* **PROBLEM REQUIREMENTS**
From the first line to the last, reproduce the data exactly.

Dataset items
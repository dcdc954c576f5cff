use std::time::Duration;
use tracing::trace;

use ratatui::crossterm::event::{self, Event, KeyCode};

use crate::domain::{Message, SiftConfig, SiftError};
use crate::model::Model;

pub struct Controller {
    event_poll_time: u64,
}

impl Controller {
    pub fn new(cfg: &SiftConfig) -> Self {
        Self {
            event_poll_time: cfg.event_poll_time,
        }
    }

    pub fn handle_event(&self, model: &Model) -> Result<Option<Message>, SiftError> {
        if event::poll(Duration::from_millis(self.event_poll_time))? {
            match event::read()? {
                Event::Key(key) if key.kind == event::KeyEventKind::Press => {
                    // While a criterion is being edited every key goes to
                    // the line editor untranslated.
                    if model.raw_keyevents() {
                        return Ok(Some(Message::RawKey(key)));
                    }
                    return Ok(self.handle_key(key));
                }
                Event::Resize(width, height) => {
                    return Ok(Some(Message::Resize(width as usize, height as usize)));
                }
                _ => {}
            }
        }
        Ok(None)
    }

    fn handle_key(&self, key: event::KeyEvent) -> Option<Message> {
        let message = match key.code {
            KeyCode::Char('q') => Some(Message::Quit),
            KeyCode::Char('?') => Some(Message::Help),
            KeyCode::Esc => Some(Message::Exit),
            KeyCode::Enter => Some(Message::Enter),
            KeyCode::Up => Some(Message::MoveUp),
            KeyCode::Down => Some(Message::MoveDown),
            KeyCode::Left => Some(Message::MoveLeft),
            KeyCode::Right => Some(Message::MoveRight),
            KeyCode::PageUp => Some(Message::MovePageUp),
            KeyCode::PageDown => Some(Message::MovePageDown),
            KeyCode::Home => Some(Message::MoveBeginning),
            KeyCode::End => Some(Message::MoveEnd),
            KeyCode::Tab => Some(Message::NextColumnChoice),
            KeyCode::BackTab => Some(Message::PrevColumnChoice),
            KeyCode::Char(' ') => Some(Message::ToggleRowAffordance),
            KeyCode::Char('c') => Some(Message::CopyCell),
            KeyCode::Char('r') => Some(Message::CopyRow),
            KeyCode::Char('f') => Some(Message::FilterMode),
            KeyCode::Char('e') => Some(Message::EditCriterion),
            KeyCode::Char('a') => Some(Message::ShowAll),
            KeyCode::Char('l') => Some(Message::LinePlot),
            KeyCode::Char('b') => Some(Message::BarPlot),
            KeyCode::Char('s') => Some(Message::ScatterPlot),
            KeyCode::Char('x') => Some(Message::CycleX),
            KeyCode::Char('y') => Some(Message::CycleY),
            KeyCode::Char('g') => Some(Message::ToggleCategory),
            _ => None,
        };
        trace!("Mapped: {key:?} => {message:?}");
        message
    }
}

#[cfg(test)]
mod tests {
    use super::*;
    use ratatui::crossterm::event::KeyEvent;

    #[test]
    fn key_mapping() {
        let controller = Controller::new(&SiftConfig::default());
        assert!(matches!(
            controller.handle_key(KeyEvent::from(KeyCode::Char('q'))),
            Some(Message::Quit)
        ));
        assert!(matches!(
            controller.handle_key(KeyEvent::from(KeyCode::Enter)),
            Some(Message::Enter)
        ));
        assert!(matches!(
            controller.handle_key(KeyEvent::from(KeyCode::Char('z'))),
            None
        ));
    }
}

* **RESULT BELOW**
repository dcdc954c576f5cff
use std::time::Duration;
use tracing::trace;

use ratatui::crossterm::event::{self, Event, KeyCode};

use crate::domain::{Message, SiftConfig, SiftError};
use crate::model::Model;

pub struct Controller {
    event_poll_time: u64,
}

impl Controller {
    pub fn new(cfg: &SiftConfig) -> Self {
        Self {
            event_poll_time: cfg.event_poll_time,
        }
    }

    pub fn handle_event(&self, model: &Model) -> Result<Option<Message>, SiftError> {
        if event::poll(Duration::from_millis(self.event_poll_time))? {
            match event::read()? {
                Event::Key(key) if key.kind == event::KeyEventKind::Press => {
                    // While a criterion is being edited every key goes to
                    // the line editor untranslated.
                    if model.raw_keyevents() {
                        return Ok(Some(Message::RawKey(key)));
                    }
                    return Ok(self.handle_key(key));
                }
                Event::Resize(width, height) => {
                    return Ok(Some(Message::Resize(width as usize, height as usize)));
                }
                _ => {}
            }
        }
        Ok(None)
    }

    fn handle_key(&self, key: event::KeyEvent) -> Option<Message> {
        let message = match key.code {
            KeyCode::Char('q') => Some(Message::Quit),
            KeyCode::Char('?') => Some(Message::Help),
            KeyCode::Esc => Some(Message::Exit),
            KeyCode::Enter => Some(Message::Enter),
            KeyCode::Up => Some(Message::MoveUp),
            KeyCode::Down => Some(Message::MoveDown),
            KeyCode::Left => Some(Message::MoveLeft),
            KeyCode::Right => Some(Message::MoveRight),
            KeyCode::PageUp => Some(Message::MovePageUp),
            KeyCode::PageDown => Some(Message::MovePageDown),
            KeyCode::Home => Some(Message::MoveBeginning),
            KeyCode::End => Some(Message::MoveEnd),
            KeyCode::Tab => Some(Message::NextColumnChoice),
            KeyCode::BackTab => Some(Message::PrevColumnChoice),
            KeyCode::Char(' ') => Some(Message::ToggleRowAffordance),
            KeyCode::Char('c') => Some(Message::CopyCell),
            KeyCode::Char('r') => Some(Message::CopyRow),
            KeyCode::Char('f') => Some(Message::FilterMode),
            KeyCode::Char('e') => Some(Message::EditCriterion),
            KeyCode::Char('a') => Some(Message::ShowAll),
            KeyCode::Char('l') => Some(Message::LinePlot),
            KeyCode::Char('b') => Some(Message::BarPlot),
            KeyCode::Char('s') => Some(Message::ScatterPlot),
            KeyCode::Char('x') => Some(Message::CycleX),
            KeyCode::Char('y') => Some(Message::CycleY),
            KeyCode::Char('g') => Some(Message::ToggleCategory),
            _ => None,
        };
        trace!("Mapped: {key:?} => {message:?}");
        message
    }
}

#[cfg(test)]
mod tests {
    use super::*;
    use ratatui::crossterm::event::KeyEvent;

    #[test]
    fn key_mapping() {
        let controller = Controller::new(&SiftConfig::default());
        assert!(matches!(
            controller.handle_key(KeyEvent::from(KeyCode::Char('q'))),
            Some(Message::Quit)
        ));
        assert!(matches!(
            controller.handle_key(KeyEvent::from(KeyCode::Enter)),
            Some(Message::Enter)
        ));
        assert!(matches!(
            controller.handle_key(KeyEvent::from(KeyCode::Char('z'))),
            None
        ));
    }
}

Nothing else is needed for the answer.